Aphasie - troubles de la parole avec lésions locales de l'hémisphère gauche et préservation des mouvements de l'appareil vocal, assurant une prononciation articulée, tout en préservant les formes élémentaires d'audition. Ils doivent être distingués de: dysarthrie - troubles de la prononciation sans altération de la perception auditive (avec appareil articulatoire endommagé et les centres nerveux sous-corticaux et les nerfs crâniens qui le desservent), anomies - difficultés de dénomination qui surviennent en cas d'interaction interhémisphérique, dyslalie (alalia) - troubles discours dans l'enfance sous la forme du sous-développement initial de toutes les formes d'activité et de mutisme de la parole - silence, refus de communiquer et impossibilité de parler en l'absence de troubles organiques du système nerveux central et préservation de l'appareil vocal (se produit avec certaines psychoses et névroses). Dans toutes les formes d'aphasie, en plus des symptômes spéciaux, altère généralement la parole réceptive et la mémoire de la parole auditive. Il existe différents principes pour la classification de l'aphasie, en raison des vues théoriques et de l'expérience clinique de leurs auteurs. Conformément à la 10e Classification internationale des maladies, il est de coutume de distinguer deux formes principales d'aphasie - réceptive et expressive (un type mixte est possible). En effet, ces deux accents sémantiques dans la formalisation des troubles de la parole gravitent la plupart des symptômes enregistrés, mais ne s'y limitent pas. Ci-dessous, une variante de la classification de l'aphasie, basée sur une approche systématique des fonctions mentales supérieures, développée dans la neuropsychologie domestique de Luria.

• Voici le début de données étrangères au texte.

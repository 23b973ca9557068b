//! Parallel bindings over task streams.
//!
//! [`UpdateBinding`] runs once per live instance. Instances whose owner
//! asked to cancel are moved to the pending-cancel stream untouched; the
//! rest are handed to the update function, which either continues them
//! into the next pass or resolves them into a result. [`CancelBinding`]
//! runs once per instance in the pending-cancel snapshot so the task can
//! report the cancellation.

use std::fmt;
use std::marker::PhantomData;
use std::sync::Arc;

use weft_jobs::{BatchStrategy, JobError, JobHandle, JobScheduler};
use weft_stream::{
    CancelRequestReader, CancelRequestSet, ResolveTargets, ResolveWriter, StreamAppender, StreamConsumer,
    TaskStream,
};
use weft_types::{DriverContext, Instance, InstanceId};

use crate::binding::ScheduleBinding;
use crate::error::LedgerResult;
use crate::job_data::JobData;
use crate::ledger::RequirementLedger;
use crate::usage::{RequirementKey, Usage};

/// Per-instance handle given to an update function.
pub struct TaskUpdater<'a, T, R> {
    id: InstanceId,
    lane: usize,
    job: &'a str,
    data: &'a JobData,
    consumer: &'a StreamConsumer<Instance<T>>,
    resolver: &'a ResolveWriter<R>,
}

impl<'a, T, R> TaskUpdater<'a, T, R> {
    pub fn id(&self) -> InstanceId {
        self.id
    }

    pub fn lane(&self) -> usize {
        self.lane
    }

    /// Every resource the ledger declared, for lookups beyond the task
    /// streams.
    pub fn data(&self) -> &'a JobData {
        self.data
    }

    /// Keep the instance alive for another pass with an updated payload.
    pub fn continue_with(&self, payload: T) -> Result<(), JobError> {
        self.consumer
            .continue_with(self.lane, Instance::with_id(self.id, payload))
            .map_err(|e| e.into_job_error(self.job))
    }

    /// Finish the instance, sending `result` to the driver that started it.
    pub fn resolve(&self, result: R) -> Result<(), JobError> {
        self.resolver
            .resolve(self.lane, self.id, result)
            .map_err(|e| e.into_job_error(self.job))
    }
}

type UpdateFn<T, R> = dyn Fn(&T, &TaskUpdater<'_, T, R>) -> Result<(), JobError> + Send + Sync;

/// Parallel update over a task stream's live instances.
pub struct UpdateBinding<T, R> {
    name: String,
    batch: BatchStrategy,
    update: Arc<UpdateFn<T, R>>,
}

impl<T, R> UpdateBinding<T, R>
where
    T: Clone + Send + Sync + 'static,
    R: Send + Sync + 'static,
{
    pub fn new<F>(name: impl Into<String>, batch: BatchStrategy, update: F) -> Self
    where
        F: Fn(&T, &TaskUpdater<'_, T, R>) -> Result<(), JobError> + Send + Sync + 'static,
    {
        Self {
            name: name.into(),
            batch,
            update: Arc::new(update),
        }
    }
}

struct UpdateState<T, R> {
    data: Arc<JobData>,
    current: Arc<[Instance<T>]>,
    consumer: StreamConsumer<Instance<T>>,
    pending_cancel: StreamAppender<Instance<T>>,
    cancelled: CancelRequestReader,
    resolver: ResolveWriter<R>,
}

impl<T, R> ScheduleBinding for UpdateBinding<T, R>
where
    T: Clone + Send + Sync + 'static,
    R: Send + Sync + 'static,
{
    fn name(&self) -> &str {
        &self.name
    }

    fn expects(&self) -> Vec<RequirementKey> {
        vec![
            RequirementKey::of::<TaskStream<T>>(Usage::Update),
            RequirementKey::of::<TaskStream<T>>(Usage::WritePendingCancel),
            RequirementKey::of::<CancelRequestSet>(Usage::Read),
            RequirementKey::of::<ResolveTargets<R>>(Usage::Resolve),
        ]
    }

    fn schedule(&mut self, data: JobData, depends_on: &JobHandle, scheduler: &JobScheduler) -> LedgerResult<JobHandle> {
        let consumer = data.task_updater::<T>()?.clone();
        let pending_cancel = data.pending_cancel_writer::<T>()?.clone();
        let cancelled = data.cancel_reader()?.clone();
        let resolver = data.resolve_writer::<R>()?.clone();
        let data = Arc::new(data);
        let update = Arc::clone(&self.update);
        let name = self.name.clone();

        Ok(scheduler.schedule_parallel_deferred(
            &self.name,
            depends_on,
            self.batch.batch_size::<Instance<T>>(),
            move || {
                let current = consumer.current().map_err(|e| e.into_job_error(&name))?;
                let len = current.len();
                let state = UpdateState {
                    data,
                    current,
                    consumer,
                    pending_cancel,
                    cancelled,
                    resolver,
                };
                Ok((state, len))
            },
            move |state: &UpdateState<T, R>, index, ctx| {
                let instance = &state.current[index];
                let requested = state
                    .cancelled
                    .is_requested(&instance.id)
                    .map_err(|e| e.into_job_error(ctx.job_name()))?;
                if requested {
                    return state
                        .pending_cancel
                        .append(ctx.lane(), instance.clone())
                        .map_err(|e| e.into_job_error(ctx.job_name()));
                }
                let updater = TaskUpdater {
                    id: instance.id,
                    lane: ctx.lane(),
                    job: ctx.job_name(),
                    data: &state.data,
                    consumer: &state.consumer,
                    resolver: &state.resolver,
                };
                update(&instance.payload, &updater)
            },
        ))
    }
}

impl<T, R> fmt::Debug for UpdateBinding<T, R> {
    fn fmt(&self, f: &mut fmt::Formatter<'_>) -> fmt::Result {
        f.debug_struct("UpdateBinding")
            .field("name", &self.name)
            .field("batch", &self.batch)
            .finish()
    }
}

/// Per-instance handle given to a cancel function.
pub struct TaskCanceller<'a, R> {
    id: InstanceId,
    lane: usize,
    job: &'a str,
    data: &'a JobData,
    resolver: &'a ResolveWriter<R>,
}

impl<'a, R> TaskCanceller<'a, R> {
    pub fn id(&self) -> InstanceId {
        self.id
    }

    pub fn lane(&self) -> usize {
        self.lane
    }

    pub fn data(&self) -> &'a JobData {
        self.data
    }

    /// Report the cancelled instance to the driver that started it.
    pub fn resolve(&self, result: R) -> Result<(), JobError> {
        self.resolver
            .resolve(self.lane, self.id, result)
            .map_err(|e| e.into_job_error(self.job))
    }
}

type CancelFn<T, R> = dyn Fn(&T, &TaskCanceller<'_, R>) -> Result<(), JobError> + Send + Sync;

/// Parallel pass over a task stream's pending-cancel snapshot.
///
/// Instances are dropped once processed: nothing is continued, so the next
/// consolidation leaves the snapshot empty.
pub struct CancelBinding<T, R> {
    name: String,
    batch: BatchStrategy,
    cancel: Arc<CancelFn<T, R>>,
    _instances: PhantomData<fn(T)>,
}

impl<T, R> CancelBinding<T, R>
where
    T: Send + Sync + 'static,
    R: Send + Sync + 'static,
{
    pub fn new<F>(name: impl Into<String>, batch: BatchStrategy, cancel: F) -> Self
    where
        F: Fn(&T, &TaskCanceller<'_, R>) -> Result<(), JobError> + Send + Sync + 'static,
    {
        Self {
            name: name.into(),
            batch,
            cancel: Arc::new(cancel),
            _instances: PhantomData,
        }
    }
}

struct CancelState<T, R> {
    data: Arc<JobData>,
    current: Arc<[Instance<T>]>,
    resolver: ResolveWriter<R>,
}

impl<T, R> ScheduleBinding for CancelBinding<T, R>
where
    T: Send + Sync + 'static,
    R: Send + Sync + 'static,
{
    fn name(&self) -> &str {
        &self.name
    }

    fn expects(&self) -> Vec<RequirementKey> {
        vec![
            RequirementKey::of::<TaskStream<T>>(Usage::Cancelling),
            RequirementKey::of::<ResolveTargets<R>>(Usage::Resolve),
        ]
    }

    fn schedule(&mut self, data: JobData, depends_on: &JobHandle, scheduler: &JobScheduler) -> LedgerResult<JobHandle> {
        let consumer = data.cancelling::<T>()?.clone();
        let resolver = data.resolve_writer::<R>()?.clone();
        let data = Arc::new(data);
        let cancel = Arc::clone(&self.cancel);
        let name = self.name.clone();

        Ok(scheduler.schedule_parallel_deferred(
            &self.name,
            depends_on,
            self.batch.batch_size::<Instance<T>>(),
            move || {
                let current = consumer.current().map_err(|e| e.into_job_error(&name))?;
                let len = current.len();
                Ok((CancelState { data, current, resolver }, len))
            },
            move |state: &CancelState<T, R>, index, ctx| {
                let instance = &state.current[index];
                let canceller = TaskCanceller {
                    id: instance.id,
                    lane: ctx.lane(),
                    job: ctx.job_name(),
                    data: &state.data,
                    resolver: &state.resolver,
                };
                cancel(&instance.payload, &canceller)
            },
        ))
    }
}
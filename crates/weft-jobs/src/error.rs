use thiserror::Error;

/// How a job (or anything it depended on) ended when it did not succeed.
///
/// Errors travel along dependency edges: a job whose dependency failed is
/// skipped and its own handle completes with the same error.
#[derive(Clone, Debug, Error, PartialEq, Eq)]
pub enum JobError {
    #[error("job `{job}` failed: {reason}")]
    Failed { job: String, reason: String },

    #[error("job `{job}` panicked")]
    Panicked { job: String },

    #[error("job `{job}` was dropped before it completed")]
    Abandoned { job: String },
}

impl JobError {
    pub fn failed(job: impl Into<String>, reason: impl Into<String>) -> Self {
        Self::Failed {
            job: job.into(),
            reason: reason.into(),
        }
    }

    /// Name of the job the error originated in.
    pub fn job(&self) -> &str {
        match self {
            Self::Failed { job, .. } | Self::Panicked { job } | Self::Abandoned { job } => job,
        }
    }
}

/// Final state of a completed handle.
pub type JobOutcome = Result<(), JobError>;

/// Errors from building a scheduler.
#[derive(Debug, Error)]
pub enum SchedulerError {
    #[error("failed to build rayon thread pool: {0}")]
    PoolBuild(String),

    #[error("invalid scheduler configuration: {0}")]
    InvalidConfig(String),
}
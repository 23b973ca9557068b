//! Task systems.
//!
//! A system is the root of a driver tree. It owns its drivers outright;
//! drivers hold only a weak reference back to the shared core, for the
//! context registry and the system's cancellation set.
//!
//! # Pass order
//!
//! 1. Every driver propagates its cancellation requests, parents before
//!    children.
//! 2. The system's cancellation set and every stream in the tree are
//!    consolidated behind the propagation.
//! 3. System ledgers execute, then driver ledgers, behind the
//!    consolidation. The access controllers order conflicting ledgers by
//!    the order they execute in.

use std::sync::{Arc, Mutex};

use tracing::{debug, info};
use weft_jobs::{JobHandle, JobScheduler};
use weft_ledger::RequirementLedger;
use weft_stream::{CancelRequestSet, InstanceStream, ManagedStream, TaskStream};
use weft_types::DriverContext;

use crate::driver::TaskDriver;
use crate::error::{DriverError, DriverResult};
use crate::registry::ContextRegistry;

/// State shared between a system and its drivers.
pub(crate) struct SystemCore {
    pub(crate) name: Arc<str>,
    pub(crate) lane_count: usize,
    pub(crate) cancel_requests: CancelRequestSet,
    registry: Mutex<ContextRegistry>,
}

impl SystemCore {
    pub(crate) fn register(&self, driver: &str) -> DriverResult<DriverContext> {
        self.registry
            .lock()
            .map_err(|_| DriverError::Poisoned(format!("{}:contexts", self.name)))?
            .register(driver)
    }
}

pub struct TaskSystem {
    core: Arc<SystemCore>,
    drivers: Vec<TaskDriver>,
    streams: Vec<Box<dyn ManagedStream>>,
    ledgers: Vec<RequirementLedger>,
    hardened: bool,
    disposed: bool,
    passes: u64,
}

impl TaskSystem {
    /// Create a system whose streams have `lane_count` lanes. Use
    /// [`JobScheduler::lane_count`] of the scheduler that will run it.
    pub fn new(name: &str, lane_count: usize) -> Self {
        let core = SystemCore {
            name: Arc::from(name),
            lane_count,
            cancel_requests: CancelRequestSet::new(format!("{name}:cancel"), DriverContext::SYSTEM, lane_count),
            registry: Mutex::new(ContextRegistry::new()),
        };
        Self {
            core: Arc::new(core),
            drivers: Vec::new(),
            streams: Vec::new(),
            ledgers: Vec::new(),
            hardened: false,
            disposed: false,
            passes: 0,
        }
    }

    pub fn name(&self) -> &str {
        &self.core.name
    }

    pub fn context(&self) -> DriverContext {
        DriverContext::SYSTEM
    }

    pub fn lane_count(&self) -> usize {
        self.core.lane_count
    }

    /// Every request from every driver in the tree lands here. Consolidated
    /// once per pass, after propagation; the same id arriving from several
    /// drivers is kept once.
    pub fn cancel_requests(&self) -> &CancelRequestSet {
        &self.core.cancel_requests
    }

    pub fn drivers(&self) -> &[TaskDriver] {
        &self.drivers
    }

    pub fn ledgers_mut(&mut self) -> &mut [RequirementLedger] {
        &mut self.ledgers
    }

    pub fn is_hardened(&self) -> bool {
        self.hardened
    }

    pub fn pass_count(&self) -> u64 {
        self.passes
    }

    fn ensure_soft(&self) -> DriverResult<()> {
        if self.disposed {
            return Err(DriverError::Disposed {
                node: self.core.name.to_string(),
            });
        }
        if self.hardened {
            return Err(DriverError::AlreadyHardened {
                node: self.core.name.to_string(),
            });
        }
        Ok(())
    }

    // -----------------------------------------------------------------------
    // Construction
    // -----------------------------------------------------------------------

    /// Create a top-level driver.
    pub fn create_driver(&mut self, name: &str) -> DriverResult<&mut TaskDriver> {
        self.ensure_soft()?;
        let context = self.core.register(name)?;
        self.drivers.push(TaskDriver::new(name, context, &self.core));
        let index = self.drivers.len() - 1;
        Ok(&mut self.drivers[index])
    }

    /// Find a driver anywhere in the tree.
    pub fn driver(&self, context: DriverContext) -> Option<&TaskDriver> {
        self.drivers.iter().find_map(|d| d.find(context))
    }

    pub fn driver_mut(&mut self, context: DriverContext) -> Option<&mut TaskDriver> {
        self.drivers.iter_mut().find_map(|d| d.find_mut(context))
    }

    /// Detach a top-level driver from the system. It keeps its context but
    /// no longer takes part in passes.
    pub fn remove_driver(&mut self, context: DriverContext) -> Option<TaskDriver> {
        let index = self.drivers.iter().position(|d| d.context() == context)?;
        Some(self.drivers.remove(index))
    }

    pub fn create_stream<T: Send + Sync + 'static>(&mut self, label: &str) -> DriverResult<InstanceStream<T>> {
        self.ensure_soft()?;
        let stream = InstanceStream::new(format!("{}:{label}", self.core.name), self.core.lane_count);
        self.streams.push(Box::new(stream.clone()));
        Ok(stream)
    }

    pub fn create_task_stream<T: Send + Sync + 'static>(&mut self, label: &str) -> DriverResult<TaskStream<T>> {
        self.ensure_soft()?;
        let stream = TaskStream::new(format!("{}:{label}", self.core.name), self.core.lane_count);
        self.streams.push(Box::new(stream.clone()));
        Ok(stream)
    }

    /// Attach a system ledger. System ledgers run before driver ledgers,
    /// in the order they were added.
    pub fn add_ledger(&mut self, ledger: RequirementLedger) -> DriverResult<()> {
        self.ensure_soft()?;
        if !ledger.context().is_system() {
            return Err(DriverError::ContextMismatch {
                ledger: ledger.label().to_string(),
                expected: DriverContext::SYSTEM,
                found: ledger.context(),
            });
        }
        self.ledgers.push(ledger);
        Ok(())
    }

    /// Harden system ledgers, then every driver.
    pub fn harden(&mut self) -> DriverResult<()> {
        self.ensure_soft()?;
        for ledger in &mut self.ledgers {
            ledger.harden()?;
        }
        for driver in &mut self.drivers {
            driver.harden()?;
        }
        self.hardened = true;
        info!(
            system = %self.core.name,
            drivers = self.drivers.len(),
            ledgers = self.ledgers.len(),
            streams = self.streams.len(),
            "task system hardened"
        );
        Ok(())
    }

    // -----------------------------------------------------------------------
    // Passes
    // -----------------------------------------------------------------------

    /// Schedule one pass behind `depends_on` and return its token.
    ///
    /// Pass the previous pass's token (or wait on it) so a pass never
    /// overlaps the one before it.
    pub fn run_pass(&mut self, depends_on: &JobHandle, scheduler: &JobScheduler) -> DriverResult<JobHandle> {
        if self.disposed {
            return Err(DriverError::Disposed {
                node: self.core.name.to_string(),
            });
        }
        if !self.hardened {
            return Err(DriverError::NotHardened {
                node: self.core.name.to_string(),
            });
        }

        let mut propagation = Vec::with_capacity(self.drivers.len() + 1);
        for driver in &mut self.drivers {
            propagation.push(driver.propagate(depends_on, scheduler)?);
        }
        propagation.push(depends_on.clone());
        let propagated = JobHandle::combine(propagation.iter());

        let mut consolidation = Vec::with_capacity(self.streams.len() + 1);
        consolidation.push(self.core.cancel_requests.consolidate(&propagated, scheduler)?);
        for stream in &self.streams {
            consolidation.push(stream.consolidate(&propagated, scheduler)?);
        }
        for driver in &self.drivers {
            driver.consolidate(&propagated, scheduler, &mut consolidation)?;
        }
        let consolidated = JobHandle::combine(consolidation.iter());

        let mut work = Vec::with_capacity(self.ledgers.len() + 1);
        for ledger in &mut self.ledgers {
            work.push(ledger.execute(&consolidated, scheduler)?);
        }
        for driver in &mut self.drivers {
            driver.execute(&consolidated, scheduler, &mut work)?;
        }
        work.push(consolidated);

        self.passes += 1;
        debug!(system = %self.core.name, pass = self.passes, jobs = work.len(), "pass scheduled");
        Ok(JobHandle::combine(work.iter()))
    }

    /// Dispose every driver, then the system's streams and cancellation
    /// set. Blocks until outstanding users of each resource finish.
    pub fn dispose(&mut self) -> DriverResult<()> {
        if self.disposed {
            return Ok(());
        }
        for driver in &mut self.drivers {
            driver.dispose()?;
        }
        for stream in &self.streams {
            stream.dispose()?;
        }
        self.core.cancel_requests.dispose()?;
        self.ledgers.clear();
        self.disposed = true;
        info!(system = %self.core.name, passes = self.passes, "task system disposed");
        Ok(())
    }
}

impl std::fmt::Debug for TaskSystem {
    fn fmt(&self, f: &mut std::fmt::Formatter<'_>) -> std::fmt::Result {
        f.debug_struct("TaskSystem")
            .field("name", &self.core.name)
            .field("drivers", &self.drivers.len())
            .field("streams", &self.streams.len())
            .field("ledgers", &self.ledgers.len())
            .field("hardened", &self.hardened)
            .field("passes", &self.passes)
            .finish()
    }
}
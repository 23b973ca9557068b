//! Cancellation request sets.
//!
//! A set collects [`InstanceId`]s in lane-partitioned pending storage and,
//! once per pass, moves them into a lookup that jobs query to decide
//! whether an instance should be cancelled. A driver's set is drained by
//! its propagator, which also forwards every id to the system's set and to
//! each child driver's set. A system's set is drained by plain
//! consolidation.

use std::collections::HashSet;
use std::fmt;
use std::sync::{Arc, RwLock, RwLockReadGuard, RwLockWriteGuard};

use tracing::debug;
use weft_access::{AccessController, AccessType};
use weft_jobs::{JobHandle, JobScheduler};
use weft_types::{DriverContext, InstanceId, OwnerKey};

use crate::error::{StreamError, StreamResult};
use crate::lanes::LaneStream;
use crate::lease::StreamLease;
use crate::managed::ManagedStream;
use crate::EXPENSIVE_CHECKS;

struct CancelCore {
    label: Arc<str>,
    context: DriverContext,
    controller: AccessController,
    pending: LaneStream<InstanceId>,
    lookup: RwLock<HashSet<InstanceId>>,
}

impl CancelCore {
    fn lookup_read(&self) -> StreamResult<RwLockReadGuard<'_, HashSet<InstanceId>>> {
        self.lookup
            .read()
            .map_err(|_| StreamError::Poisoned(self.label.to_string()))
    }

    fn lookup_write(&self) -> StreamResult<RwLockWriteGuard<'_, HashSet<InstanceId>>> {
        self.lookup
            .write()
            .map_err(|_| StreamError::Poisoned(self.label.to_string()))
    }
}

/// Pending cancellation requests plus the lookup of this pass's requests.
///
/// Cloning shares the same set.
#[derive(Clone)]
pub struct CancelRequestSet {
    core: Arc<CancelCore>,
}

impl CancelRequestSet {
    /// Create a set for the node with the given context. Requests written
    /// through [`CancelRequestWriter::request_cancel`] are tagged with it.
    pub fn new(label: impl Into<String>, context: DriverContext, lane_count: usize) -> Self {
        let label: Arc<str> = Arc::from(label.into());
        Self {
            core: Arc::new(CancelCore {
                controller: AccessController::new(label.to_string()),
                pending: LaneStream::new(Arc::clone(&label), lane_count),
                lookup: RwLock::new(HashSet::new()),
                context,
                label,
            }),
        }
    }

    pub fn label(&self) -> &str {
        &self.core.label
    }

    pub fn context(&self) -> DriverContext {
        self.core.context
    }

    pub fn controller(&self) -> &AccessController {
        &self.core.controller
    }

    pub fn lane_count(&self) -> usize {
        self.core.pending.lane_count()
    }

    /// Writer over the pending lanes. Callers must hold SharedWrite.
    pub fn writer(&self) -> CancelRequestWriter {
        CancelRequestWriter {
            pending: self.core.pending.clone(),
            context: self.core.context,
        }
    }

    /// Reader over this pass's lookup. Callers must hold SharedRead.
    pub fn reader(&self) -> CancelRequestReader {
        CancelRequestReader {
            core: Arc::clone(&self.core),
        }
    }

    /// Acquire SharedWrite and get a writer.
    pub fn acquire_for_request(&self) -> StreamResult<StreamLease<CancelRequestWriter>> {
        let grant = self.core.controller.acquire_async(AccessType::SharedWrite)?;
        Ok(StreamLease::new(self.writer(), grant))
    }

    /// Acquire SharedRead and get a reader.
    pub fn acquire_for_lookup(&self) -> StreamResult<StreamLease<CancelRequestReader>> {
        let grant = self.core.controller.acquire_async(AccessType::SharedRead)?;
        Ok(StreamLease::new(self.reader(), grant))
    }

    /// Move pending ids into a fresh lookup and forward each distinct id to
    /// every writer in `sinks`, appending on `lane`. Callers must hold
    /// ExclusiveWrite: both pending and the lookup change.
    ///
    /// Every id is forwarded and the lookup is replaced before a duplicate
    /// is reported, so nothing is lost. With expensive checks enabled an id
    /// submitted twice in one pass then fails the drain with
    /// [`StreamError::DuplicateCancelRequest`]; otherwise it is kept once.
    pub fn drain_into(&self, sinks: &[CancelRequestWriter], lane: usize) -> StreamResult<usize> {
        let mut ids = Vec::new();
        self.core.pending.drain_into(&mut ids)?;

        let mut fresh = HashSet::with_capacity(ids.len());
        let mut duplicate = None;
        for id in ids {
            if !fresh.insert(id) {
                duplicate.get_or_insert(id);
                continue;
            }
            for sink in sinks {
                sink.forward(lane, id)?;
            }
        }
        let forwarded = fresh.len();
        *self.core.lookup_write()? = fresh;

        match duplicate {
            Some(id) if EXPENSIVE_CHECKS => Err(StreamError::DuplicateCancelRequest {
                set: self.core.label.to_string(),
                id,
            }),
            _ => Ok(forwarded),
        }
    }

    /// Move pending ids into a fresh lookup without forwarding.
    ///
    /// Used for sets that receive requests from several sources, where the
    /// same id arriving twice is expected.
    pub fn consolidate_now(&self) -> StreamResult<usize> {
        let mut ids = Vec::new();
        self.core.pending.drain_into(&mut ids)?;
        let mut lookup = self.core.lookup_write()?;
        lookup.clear();
        lookup.extend(ids);
        Ok(lookup.len())
    }

    /// Schedule [`consolidate_now`](Self::consolidate_now) under
    /// ExclusiveWrite behind `depends_on`.
    pub fn consolidate(&self, depends_on: &JobHandle, scheduler: &JobScheduler) -> StreamResult<JobHandle> {
        let grant = self.core.controller.acquire_async(AccessType::ExclusiveWrite)?;
        let dependency = JobHandle::combine([grant.dependency(), depends_on]);
        let set = self.clone();
        let name = format!("consolidate:{}", self.core.label);
        let job = scheduler.schedule(&name, &dependency, move |ctx| {
            let count = set
                .consolidate_now()
                .map_err(|e| e.into_job_error(ctx.job_name()))?;
            debug!(set = %set.core.label, count, "cancel requests consolidated");
            Ok(())
        });
        grant.release(&job);
        Ok(job)
    }

    /// Ids waiting in pending, lane by lane. For inspection outside the
    /// schedule.
    pub fn pending_snapshot(&self) -> StreamResult<Vec<InstanceId>> {
        let mut out = Vec::new();
        for lane in 0..self.core.pending.lane_count() {
            out.extend(self.core.pending.lane_snapshot(lane)?);
        }
        Ok(out)
    }

    /// Ids in this pass's lookup. For inspection outside the schedule.
    pub fn lookup_snapshot(&self) -> StreamResult<HashSet<InstanceId>> {
        Ok(self.core.lookup_read()?.clone())
    }

    pub fn dispose(&self) -> StreamResult<()> {
        let grant = self.core.controller.acquire(AccessType::Disposal)?;
        self.core.pending.clear()?;
        self.core.lookup_write()?.clear();
        grant.release(&JobHandle::completed());
        Ok(())
    }
}

impl ManagedStream for CancelRequestSet {
    fn label(&self) -> &str {
        CancelRequestSet::label(self)
    }

    fn consolidate(&self, depends_on: &JobHandle, scheduler: &JobScheduler) -> StreamResult<JobHandle> {
        CancelRequestSet::consolidate(self, depends_on, scheduler)
    }

    fn dispose(&self) -> StreamResult<()> {
        CancelRequestSet::dispose(self)
    }
}

impl fmt::Debug for CancelRequestSet {
    fn fmt(&self, f: &mut fmt::Formatter<'_>) -> fmt::Result {
        f.debug_struct("CancelRequestSet")
            .field("label", &self.core.label)
            .field("context", &self.core.context)
            .finish()
    }
}

/// Append side of a [`CancelRequestSet`].
#[derive(Clone, Debug)]
pub struct CancelRequestWriter {
    pending: LaneStream<InstanceId>,
    context: DriverContext,
}

impl CancelRequestWriter {
    /// Ask for the instance owned by `owner` in this set's context to be
    /// cancelled.
    pub fn request_cancel(&self, lane: usize, owner: OwnerKey) -> StreamResult<()> {
        self.pending.push(lane, InstanceId::new(owner, self.context))
    }

    /// Append an id as-is, keeping its original context.
    pub fn forward(&self, lane: usize, id: InstanceId) -> StreamResult<()> {
        self.pending.push(lane, id)
    }

    pub fn context(&self) -> DriverContext {
        self.context
    }
}

/// Lookup side of a [`CancelRequestSet`].
#[derive(Clone)]
pub struct CancelRequestReader {
    core: Arc<CancelCore>,
}

impl CancelRequestReader {
    pub fn is_requested(&self, id: &InstanceId) -> StreamResult<bool> {
        Ok(self.core.lookup_read()?.contains(id))
    }

    pub fn len(&self) -> StreamResult<usize> {
        Ok(self.core.lookup_read()?.len())
    }

    pub fn is_empty(&self) -> StreamResult<bool> {
        Ok(self.len()? == 0)
    }
}

impl fmt::Debug for CancelRequestReader {
    fn fmt(&self, f: &mut fmt::Formatter<'_>) -> fmt::Result {
        f.debug_struct("CancelRequestReader")
            .field("set", &self.core.label)
            .finish()
    }
}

1. Aphasie sensorielle (altération de la parole réceptive) - associée à des dommages au tiers postérieur du gyrus temporal supérieur de l'hémisphère gauche chez les droitiers (zone Wernicke). Il est basé sur une diminution de l'audition phonémique, c'est-à-dire la capacité de distinguer la composition sonore de la parole, qui se manifeste par une violation de la compréhension de la langue maternelle parlée jusqu'à l'absence de réaction à la parole dans les cas graves. La parole active se transforme en «okroshka verbale». Certains sons ou mots sont remplacés par d'autres dont le son est similaire mais dont la signification est éloignée («oreille-voix»), seuls les mots familiers sont correctement prononcés. Ce phénomène est appelé paraphase. Dans la moitié des cas, une incontinence vocale est observée - logorrhée. La parole devient pauvre en noms, mais riche en verbes et en mots d'introduction. Une lettre dictée est violée, mais il est préférable de comprendre ce qui est lu que ce qui est entendu. Dans la clinique, il existe des formes effacées associées à un affaiblissement de la capacité à comprendre la parole rapide ou bruyante et nécessitant l'utilisation de tests spéciaux pour le diagnostic. Les principes fondamentaux de l'activité intellectuelle du patient restent intacts.

2. Aphasie motrice efférente (troubles de la parole expressive) - se produit lorsque les parties inférieures du cortex de la région prémotrice sont affectées (44e et partiellement 45e champs - zone de Broca). Avec la destruction complète de la zone, les patients ne prononcent que des sons inarticulés, mais leurs capacités articulatoires et leur compréhension du discours qui leur est adressé sont préservées. Souvent, dans le discours oral, il n’y a qu’un mot ou une combinaison de mots prononcés avec des intonations différentes, ce qui est une tentative d’exprimer sa pensée. Avec des lésions moins graves, l'organisation générale de l'acte de langage en souffre - sa finesse et une séquence temporelle claire («mélodie cinétique») ne sont pas assurées. Ce symptôme fait partie d'un syndrome plus général de troubles du mouvement prémoteur - l'apraxie cinétique. Dans de tels cas, la principale symptomatologie se résume à une altération de la motilité de la parole, caractérisée par la présence de persévérations motrices - les patients ne peuvent pas passer d'un mot à un autre (commencer un mot) à la fois par la parole et par écrit. Les pauses sont remplies d'introductions et de mots stéréotypés et d'interjections. Il y a des paraphases. Un autre facteur important dans l'aphasie motrice efférente est la difficulté à utiliser le code de la parole, conduisant à des défauts de type amnésique observés de l'extérieur. À tous les niveaux de la parole, de la lecture et de l'écriture orales indépendantes, les lois de la langue, y compris l'orthographe, sont oubliées. Le style de discours devient télégraphique - principalement les noms dans le cas nominatif sont utilisés, les prépositions, les connecteurs, les adverbes et les adjectifs disparaissent. La zone de Broca a des liens bilatéraux étroits avec les structures temporelles du cerveau et fonctionne avec elles dans leur ensemble, donc avec l'aphasie efférente, il y a aussi des difficultés secondaires dans la perception de la parole orale.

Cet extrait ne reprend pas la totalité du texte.